OKARCHE, Oklahoma — A first-class relic of “native son” Stanley Rother was presented to his hometown parish during a recent much-anticipated Mass and special gathering.
The relic — a piece of the priest’s rib — was carried down the aisle in a reliquary shaped like a cross by his brother, Tom Rother, during the Mass on Oct. 15 at Holy Trinity Catholic Church, which Tom Rother and his family still attend, The Oklahoman reported.
The relic gifted to the Okarche church was the same that was viewed and venerated during the beatification Mass for Stanley Rother on Sept. 23 in Oklahoma City.
Archdiocese spokeswoman Diane Clay said there are three classes of sacred relics. A first-class relic, like the one presented to Holy Trinity, is part of the body of a person who has been beatified or recognized as a saint. A second-class relic is a piece of the saint’s or beatified one’s clothing or something used by the individual. A third-class relic is an object that has been touched by a first-class relic. A reliquary is a container for relics.
Clay said the Rother relic presented to Holy Trinity was prepared in Rome and is the larger relic of several prepared there. She said the Archbishop Paul Coakley of the Archdiocese of Oklahoma City, has provided some of the smaller relics to other bishops.
Several Holy Trinity parishioners, including a member of Rother’s family, said they were thrilled to have the relic in their parish.
“I think it’s wonderful,” Marti Rother, wife of Tom Rother and Stanley Rother’s sister-in-law, said with a smile. “I just think it’s something we will each go to every day to pray to. I’m so happy.”
Steve Knecht shared similar sentiments.
“Officially, it’s a way that we can pray to Father Rother for God to bless us,” he said.
Church members Jenny Arms and Angelica Mojica said when they arrived at the church for Mass, they were pleasantly surprised to learn that the relic presentation was to occur.
“I think it’s an honor that we will have someone from our small town who will be a saint,” Arms said.
Mojica, who was asked to be one of the altar servers, agreed.
“It’s pretty amazing,” she said.
Father John Peter Swaminathan, Holy Trinity’s pastor, thanked Coakley for remaining true to his promise to give the relic a permanent home at the church that Rother attended as a youth.
“A small town in Oklahoma has now become a prominent place on the U.S. map,” Swaminathan said, anticipating thousands of visitors to Rother’s hometown parish.
He told the gathered crowd that the relic would be installed in a place of prominence at the church, next to a statue of the Blessed Mother for people to light holy candles, pray and request Rother’s intercession.
In his homily, Coakley said it was a joy to bring the major relic to Holy Trinity where it would be venerated — honored — by the faithful. He said Rother lived out many years of his life as a Christian witness in the small Okarche parish.
“He is, for us, a witness.

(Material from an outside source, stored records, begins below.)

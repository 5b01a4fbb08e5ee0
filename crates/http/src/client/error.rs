//! Normalized API errors

use serde::{Deserialize, Deserializer, Serialize, Serializer};
use serde_json::{Map, Value};
use signalement_core::{CoreError, TransitionError};
use std::collections::BTreeMap;
use std::fmt;

/// Catalog entry for a known error tag
#[derive(Debug, Clone, Copy, PartialEq, Eq)]
pub struct ErrorInfo {
    pub message: &'static str,
    pub status: u16,
    pub user_action: Option<&'static str>,
}

macro_rules! error_types {
    ($(
        $variant:ident => $tag:literal, $status:literal, $message:literal $(, $action:literal)?;
    )*) => {
        /// Error tag carried by backend error bodies
        #[derive(Debug, Clone, PartialEq, Eq, Hash)]
        pub enum ErrorType {
            $($variant,)*
            /// Tag this client does not know about
            Unknown(String),
        }

        impl ErrorType {
            pub fn as_str(&self) -> &str {
                match self {
                    $(Self::$variant => $tag,)*
                    Self::Unknown(tag) => tag,
                }
            }

            pub fn parse(tag: &str) -> Self {
                match tag {
                    $($tag => Self::$variant,)*
                    other => Self::Unknown(other.to_string()),
                }
            }

            pub fn info(&self) -> Option<ErrorInfo> {
                match self {
                    $(Self::$variant => Some(ErrorInfo {
                        message: $message,
                        status: $status,
                        user_action: error_types!(@action $($action)?),
                    }),)*
                    Self::Unknown(_) => None,
                }
            }

            /// Every tag with a catalog entry
            pub fn known() -> impl Iterator<Item = Self> {
                [$(Self::$variant,)*].into_iter()
            }
        }
    };
    (@action) => { None };
    (@action $action:literal) => { Some($action) };
}

error_types! {
    Unauthorized => "UNAUTHORIZED", 401,
        "Vous n'êtes pas autorisé à accéder à cette ressource", "Veuillez vous reconnecter";
    TokenMissing => "TOKEN_MISSING", 401,
        "Token d'authentification manquant", "Veuillez vous reconnecter";
    TokenInvalid => "TOKEN_INVALID", 401,
        "Token d'authentification invalide", "Veuillez vous reconnecter";
    TokenExpired => "TOKEN_EXPIRED", 401,
        "Votre session a expiré", "Veuillez vous reconnecter";
    TokenRevoked => "TOKEN_REVOKED", 401,
        "Votre session a été révoquée", "Veuillez vous reconnecter";
    InvalidTokenType => "INVALID_TOKEN_TYPE", 401,
        "Type de token incorrect", "Veuillez vous reconnecter";
    RootUserRefresh => "ROOT_USER_REFRESH", 401,
        "Les utilisateurs root ne peuvent pas rafraîchir leur token", "Veuillez vous reconnecter";
    TokenRevocationError => "TOKEN_REVOCATION_ERROR", 500,
        "Erreur lors de la révocation du token";
    UserNotFound => "USER_NOT_FOUND", 404,
        "Utilisateur non trouvé";
    Forbidden => "FORBIDDEN", 403,
        "Vous n'avez pas les permissions requises";
    UnauthorizedAccess => "UNAUTHORIZED_ACCESS", 403,
        "Vous n'êtes pas autorisé à accéder à cette ressource";
    UnauthorizedDelete => "UNAUTHORIZED_DELETE", 403,
        "Vous n'êtes pas autorisé à supprimer cette ressource";
    UnauthorizedPrivateComment => "UNAUTHORIZED_PRIVATE_COMMENT", 403,
        "Les citoyens ne peuvent pas créer de commentaires privés";
    ValidationError => "VALIDATION_ERROR", 400,
        "Données invalides", "Veuillez vérifier les informations saisies";
    InvalidDateFormat => "INVALID_DATE_FORMAT", 400,
        "Format de date invalide", "Utilisez le format YYYY-MM-DD";
    InvalidDateRange => "INVALID_DATE_RANGE", 400,
        "Plage de dates invalide", "La date de début doit être antérieure à la date de fin";
    InvalidGroupBy => "INVALID_GROUP_BY", 400,
        "Paramètre de regroupement invalide";
    NotFound => "NOT_FOUND", 404,
        "Ressource non trouvée";
    SignalementNotFound => "SIGNALEMENT_NOT_FOUND", 404,
        "Signalement non trouvé";
    PublicationNotFound => "PUBLICATION_NOT_FOUND", 404,
        "Publication non trouvée";
    CitizenNotFound => "CITIZEN_NOT_FOUND", 404,
        "Citoyen non trouvé";
    AdminNotFound => "ADMIN_NOT_FOUND", 404,
        "Administrateur non trouvé";
    NotificationNotFound => "NOTIFICATION_NOT_FOUND", 404,
        "Notification non trouvée";
    DuplicateEmail => "DUPLICATE_EMAIL", 400,
        "Cet email est déjà utilisé";
    DuplicatePhone => "DUPLICATE_PHONE", 400,
        "Ce numéro de téléphone est déjà utilisé";
    NoStatusChange => "NO_STATUS_CHANGE", 400,
        "Le nouveau statut est identique au statut actuel";
    InvalidStatusTransition => "INVALID_STATUS_TRANSITION", 400,
        "Cette transition de statut n'est pas autorisée";
    NoDocumentsProvided => "NO_DOCUMENTS_PROVIDED", 400,
        "Aucun document fourni";
    NoLinksProvided => "NO_LINKS_PROVIDED", 400,
        "Aucun lien fourni";
    FileSizeExceeded => "FILE_SIZE_EXCEEDED", 400,
        "La taille du fichier dépasse la limite autorisée",
        "Veuillez choisir un fichier de moins de 10 Mo";
    AlreadyFlagged => "ALREADY_FLAGGED", 400,
        "Ce signalement est déjà marqué comme spam";
    NotFlaggedAsSpam => "NOT_FLAGGED_AS_SPAM", 400,
        "Ce signalement n'est pas marqué comme spam";
    RateLimitError => "RATE_LIMIT_ERROR", 429,
        "Trop de tentatives, veuillez réessayer plus tard",
        "Veuillez patienter avant de réessayer";
    ServerError => "SERVER_ERROR", 500,
        "Une erreur inattendue s'est produite",
        "Veuillez réessayer ultérieurement ou contacter le support";
    ApiError => "API_ERROR", 500,
        "Erreur lors de la communication avec le serveur";
    NetworkError => "NETWORK_ERROR", 0,
        "Impossible de joindre le serveur", "Vérifiez votre connexion internet";
}

impl fmt::Display for ErrorType {
    fn fmt(&self, f: &mut fmt::Formatter<'_>) -> fmt::Result {
        f.write_str(self.as_str())
    }
}

impl Serialize for ErrorType {
    fn serialize<S: Serializer>(&self, serializer: S) -> Result<S::Ok, S::Error> {
        serializer.serialize_str(self.as_str())
    }
}

impl<'de> Deserialize<'de> for ErrorType {
    fn deserialize<D: Deserializer<'de>>(deserializer: D) -> Result<Self, D::Error> {
        let tag = String::deserialize(deserializer)?;
        Ok(Self::parse(&tag))
    }
}

/// How the consumer should present an error
#[derive(Debug, Clone, Copy, PartialEq, Eq)]
pub enum ErrorCategory {
    Validation,
    Authentication,
    Authorization,
    NotFound,
    RateLimited,
    Server,
    Network,
    Other,
}

/// Every failure surfaced by the client, whatever its origin.
///
/// `status` is 0 for failures that never produced an HTTP response.
#[derive(Debug, Clone, PartialEq, Serialize, thiserror::Error)]
#[serde(rename_all = "camelCase")]
#[error("{message} (status {status})")]
pub struct ApiError {
    pub status: u16,
    pub message: String,
    pub error_type: ErrorType,
    #[serde(skip_serializing_if = "Option::is_none")]
    pub details: Option<BTreeMap<String, String>>,
    #[serde(flatten)]
    pub extra: Map<String, Value>,
}

const RESERVED_KEYS: [&str; 5] = ["status", "message", "errorType", "errors", "details"];

impl ApiError {
    pub fn new(status: u16, message: impl Into<String>, error_type: ErrorType) -> Self {
        Self {
            status,
            message: message.into(),
            error_type,
            details: None,
            extra: Map::new(),
        }
    }

    /// Failure that never reached the server
    pub fn network(message: impl Into<String>) -> Self {
        Self::new(0, message, ErrorType::NetworkError)
    }

    #[must_use]
    pub fn with_details(mut self, details: BTreeMap<String, String>) -> Self {
        self.details = Some(details);
        self
    }

    /// Build from a non-success response body.
    ///
    /// The tag and field errors are read from the top level or from `data`.
    pub fn from_body(status: u16, body: &Value) -> Self {
        let empty = Map::new();
        let obj = body.as_object().unwrap_or(&empty);
        let data = obj.get("data").and_then(Value::as_object);
        let lookup = |key: &str| {
            obj.get(key)
                .or_else(|| data.and_then(|data| data.get(key)))
                .filter(|value| !value.is_null())
        };

        // A tagged body is already normalized and keeps its message as is
        let tagged = obj.contains_key("errorType");
        let message = obj
            .get("message")
            .and_then(Value::as_str)
            .filter(|message| tagged || !message.is_empty())
            .map_or_else(|| format!("HTTP error {status}"), str::to_string);

        let error_type = lookup("errorType")
            .and_then(Value::as_str)
            .map_or(ErrorType::ApiError, ErrorType::parse);

        let details = lookup("errors")
            .or_else(|| lookup("details"))
            .and_then(field_errors);

        let extra = obj
            .iter()
            .filter(|(key, _)| !RESERVED_KEYS.contains(&key.as_str()))
            .map(|(key, value)| (key.clone(), value.clone()))
            .collect();

        Self {
            status,
            message,
            error_type,
            details,
            extra,
        }
    }

    pub fn category(&self) -> ErrorCategory {
        match (self.status, &self.error_type) {
            (0, _) | (_, ErrorType::NetworkError) => ErrorCategory::Network,
            (400, _) => ErrorCategory::Validation,
            (401, _) => ErrorCategory::Authentication,
            (403, _) => ErrorCategory::Authorization,
            (404, _) => ErrorCategory::NotFound,
            (429, _) => ErrorCategory::RateLimited,
            (500..=599, _) => ErrorCategory::Server,
            _ => ErrorCategory::Other,
        }
    }

    /// False only when the session itself is gone
    pub fn is_recoverable(&self) -> bool {
        !matches!(self.category(), ErrorCategory::Authentication)
    }

    /// Worth offering a retry to the user
    pub fn is_retryable(&self) -> bool {
        matches!(
            self.category(),
            ErrorCategory::NotFound
                | ErrorCategory::RateLimited
                | ErrorCategory::Server
                | ErrorCategory::Network
        )
    }

    pub fn is_token_expired(&self) -> bool {
        self.status == 401 && self.error_type == ErrorType::TokenExpired
    }

    /// Server message, or the catalog message for the tag
    pub fn user_message(&self) -> &str {
        if !self.message.is_empty() {
            return &self.message;
        }
        self.error_type
            .info()
            .map_or("Une erreur inattendue s'est produite", |info| info.message)
    }

    pub fn user_action(&self) -> Option<&'static str> {
        self.error_type.info().and_then(|info| info.user_action)
    }

    pub fn field_error(&self, field: &str) -> Option<&str> {
        self.details.as_ref()?.get(field).map(String::as_str)
    }
}

fn field_errors(value: &Value) -> Option<BTreeMap<String, String>> {
    let errors: BTreeMap<String, String> = value
        .as_object()?
        .iter()
        .map(|(field, message)| {
            let message = message
                .as_str()
                .map_or_else(|| message.to_string(), str::to_string);
            (field.clone(), message)
        })
        .collect();
    (!errors.is_empty()).then_some(errors)
}

/// Conversion of any failure into an [`ApiError`]
pub trait IntoApiError {
    fn into_api_error(self, default_message: &str) -> ApiError;
}

/// Normalize `err`, falling back to `default_message` when it carries none
pub fn normalize<E: IntoApiError>(err: E, default_message: &str) -> ApiError {
    err.into_api_error(default_message)
}

fn foreign(message: Option<String>, default_message: &str) -> ApiError {
    let message = message
        .filter(|message| !message.is_empty())
        .unwrap_or_else(|| default_message.to_string());
    ApiError::network(message)
}

impl IntoApiError for ApiError {
    fn into_api_error(self, _default_message: &str) -> ApiError {
        self
    }
}

impl IntoApiError for reqwest::Error {
    fn into_api_error(self, default_message: &str) -> ApiError {
        foreign(Some(self.to_string()), default_message)
    }
}

impl IntoApiError for serde_json::Error {
    fn into_api_error(self, default_message: &str) -> ApiError {
        foreign(Some(self.to_string()), default_message)
    }
}

impl IntoApiError for std::io::Error {
    fn into_api_error(self, default_message: &str) -> ApiError {
        foreign(Some(self.to_string()), default_message)
    }
}

impl IntoApiError for CoreError {
    fn into_api_error(self, default_message: &str) -> ApiError {
        foreign(Some(self.to_string()), default_message)
    }
}

impl IntoApiError for Value {
    /// Objects with a numeric `status` and a string `message` are already
    /// normalized and pass through.
    fn into_api_error(self, default_message: &str) -> ApiError {
        let status = self
            .get("status")
            .and_then(Value::as_u64)
            .and_then(|status| u16::try_from(status).ok());
        let has_message = self.get("message").is_some_and(Value::is_string);

        match status {
            Some(status) if has_message => ApiError::from_body(status, &self),
            _ => {
                let message = self
                    .get("message")
                    .and_then(Value::as_str)
                    .map(str::to_string);
                foreign(message, default_message)
            }
        }
    }
}

impl IntoApiError for String {
    fn into_api_error(self, default_message: &str) -> ApiError {
        let mut error = foreign(None, default_message);
        error.extra.insert("error".into(), Value::String(self));
        error
    }
}

impl IntoApiError for &str {
    fn into_api_error(self, default_message: &str) -> ApiError {
        self.to_string().into_api_error(default_message)
    }
}

impl<E: IntoApiError> IntoApiError for Option<E> {
    fn into_api_error(self, default_message: &str) -> ApiError {
        match self {
            Some(err) => err.into_api_error(default_message),
            None => foreign(None, default_message),
        }
    }
}

impl IntoApiError for TransitionError {
    fn into_api_error(self, _default_message: &str) -> ApiError {
        let mut error = ApiError::new(400, self.to_string(), ErrorType::parse(self.error_tag()));
        if let Some((field, message)) = self.field_error() {
            error.details = Some(BTreeMap::from([(field.to_string(), message)]));
        }
        error
    }
}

He is, for us, an intercessor and in a special way, he is, for this parish, a son and a brother,” the archbishop said.
Similar to Rother’s beatification, the Oct. 15 Mass served as a reminder that the priest’s life and legacy forever connects Oklahoma and Guatemala.
Rother was 46 when he was killed July 28, 1981, by unknown assailants in Guatemala. An Okarche native, Rother was an Archdiocese of Oklahoma City priest serving as pastor of the Santiago Atitlan parish in Guatemala at the time of his death.

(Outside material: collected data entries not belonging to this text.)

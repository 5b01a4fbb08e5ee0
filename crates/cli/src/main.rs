//! Signalement CLI - administration client for the incident-reporting platform

mod commands;
mod config;
mod logging;

use anyhow::Result;
use clap::{Parser, ValueEnum};
use commands::Commands;
use signalement_core::config::StorageSettings;
use signalement_http::ApiError;
use std::fmt::Write;
use std::path::PathBuf;
use tracing::{Level, debug, error};

#[derive(Parser)]
#[command(name = "signalement")]
#[command(about = "Administration client for the signalement platform")]
#[command(version)]
struct Cli {
    /// Set logging level
    #[arg(short = 'l', long, global = true, default_value = "warn")]
    log_level: LogLevel,

    /// Directory holding the stored session, preferences and logs
    #[arg(short = 'd', long, global = true, env = "SIGNALEMENT_DATA_DIR")]
    data_dir: Option<PathBuf>,

    /// Configuration file (TOML or YAML)
    #[arg(long, global = true, env = "SIGNALEMENT_CONFIG")]
    config: Option<PathBuf>,

    /// API base URL, overrides the configuration
    #[arg(long, global = true)]
    base_url: Option<String>,

    /// Print results as JSON
    #[arg(long, global = true)]
    json: bool,

    /// Disable file logging (only log to stderr)
    #[arg(long, global = true)]
    no_file_log: bool,

    #[command(subcommand)]
    command: Commands,
}

#[tokio::main]
async fn main() -> Result<()> {
    let cli = Cli::parse();

    let log_dir = StorageSettings {
        data_dir: cli.data_dir.clone(),
    }
    .resolved_data_dir();
    logging::init_logging(cli.log_level.into(), &log_dir, cli.no_file_log)?;

    if let Err(e) = run(cli).await {
        error!("Command failed: {e:#}");
        eprintln!("{}", render_error(&e));
        std::process::exit(1);
    }

    Ok(())
}

async fn run(cli: Cli) -> Result<()> {
    let settings = config::load_settings(cli.config.as_deref(), cli.data_dir, cli.base_url)?;
    debug!(base_url = %settings.base_url(), "Using API");

    let client = config::build_client(&settings)?;
    cli.command.execute(client, cli.json).await
}

/// Normalized message, error tag and field details of a failed command
fn render_error(err: &anyhow::Error) -> String {
    let Some(api) = err.chain().find_map(|cause| cause.downcast_ref::<ApiError>()) else {
        return format!("Erreur: {err:#}");
    };

    let mut out = format!("Erreur: {} [{}]", api.user_message(), api.error_type);
    if api.status != 0 {
        let _ = write!(out, " (HTTP {})", api.status);
    }
    for (field, message) in api.details.iter().flatten() {
        let _ = write!(out, "\n  {field}: {message}");
    }
    if let Some(action) = api.user_action() {
        let _ = write!(out, "\n{action}");
    }
    out
}

#[derive(Clone, Copy, Debug, ValueEnum)]
enum LogLevel {
    Error,
    Warn,
    Info,
    Debug,
    Trace,
}

impl From<LogLevel> for Level {
    fn from(log_level: LogLevel) -> Self {
        match log_level {
            LogLevel::Error => Self::ERROR,
            LogLevel::Warn => Self::WARN,
            LogLevel::Info => Self::INFO,
            LogLevel::Debug => Self::DEBUG,
            LogLevel::Trace => Self::TRACE,
        }
    }
}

His body was buried first in Okarche and more recently, exhumed for interment at a cemetery in Oklahoma City until they will be permanently housed in a planned shrine planned for the city’s south side. His heart is buried in Guatemala.
A contingent of Guatemalans from St. Patrick Catholic Church in Oklahoma City attended the recent Mass at Holy Trinity, and they brought with them music and food highlighting Guatemalan culture.

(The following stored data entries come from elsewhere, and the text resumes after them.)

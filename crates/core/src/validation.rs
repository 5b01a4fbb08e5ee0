//! Configuration validation support

use config::ConfigError;
use serde::{Deserialize, Serialize};

/// Trait for validating configuration values
pub trait ValidateConfig: Serialize + for<'de> Deserialize<'de> {
    /// Returns Ok(()) if valid, or an error describing what's wrong
    fn validate(&self) -> Result<(), ConfigError>;
}

/// Common validation helpers
pub mod validators {
    use config::ConfigError;

    /// Validate that a string is not empty
    pub fn validate_not_empty(value: &str, field: &str) -> Result<(), ConfigError> {
        if value.trim().is_empty() {
            return Err(ConfigError::Message(format!("{field}: cannot be empty")));
        }
        Ok(())
    }

    /// Validate that a URL parses and uses http or https
    pub fn validate_http_url(url: &str, field: &str) -> Result<(), ConfigError> {
        let parsed = url::Url::parse(url)
            .map_err(|e| ConfigError::Message(format!("{field}: invalid URL - {e}")))?;
        match parsed.scheme() {
            "http" | "https" => Ok(()),
            other => Err(ConfigError::Message(format!(
                "{field}: unsupported scheme '{other}'"
            ))),
        }
    }

    /// Validate an absolute application path such as `/login`
    pub fn validate_app_path(path: &str, field: &str) -> Result<(), ConfigError> {
        if !path.starts_with('/') {
            return Err(ConfigError::Message(format!(
                "{field}: must start with '/'"
            )));
        }
        Ok(())
    }

    /// Validate that a value is within range
    pub fn validate_range<T: PartialOrd + std::fmt::Display>(
        value: T,
        min: T,
        max: T,
        field: &str,
    ) -> Result<(), ConfigError> {
        if value < min || value > max {
            return Err(ConfigError::Message(format!(
                "{field}: must be between {min} and {max}"
            )));
        }
        Ok(())
    }
}

#[cfg(test)]
mod tests {
    use super::validators::*;

    #[test]
    fn http_url_rejects_other_schemes() {
        assert!(validate_http_url("https://artci.api-medev.com", "api.base_url").is_ok());
        assert!(validate_http_url("http://localhost:3000", "api.base_url").is_ok());

        let err = validate_http_url("ftp://example.com", "api.base_url").unwrap_err();
        assert!(err.to_string().contains("api.base_url"));
        assert!(validate_http_url("not a url", "api.base_url").is_err());
    }

    #[test]
    fn app_path_must_be_absolute() {
        assert!(validate_app_path("/login", "session.login_path").is_ok());
        assert!(validate_app_path("login", "session.login_path").is_err());
    }

    #[test]
    fn range_is_inclusive() {
        assert!(validate_range(1, 1, 10, "x").is_ok());
        assert!(validate_range(10, 1, 10, "x").is_ok());
        assert!(validate_range(11, 1, 10, "x").is_err());
    }
}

A band of Guatemalans performed outside Holy Trinity before and after the Oct. 15 Mass and the Guatemalans prepared food for the people who attended the special gathering.
Marco Maldonado, speaking through translator Maria Escobar, thanked Holy Trinity parish for inviting the Guatemalans to participate in the day’s activities.
“We appreciated what he did for our community in Guatemala,” Maldonado said. ‘That is why each of us is to follow what he did and give our lives for others.”
An AP Member Exchange shared by The Oklahoman.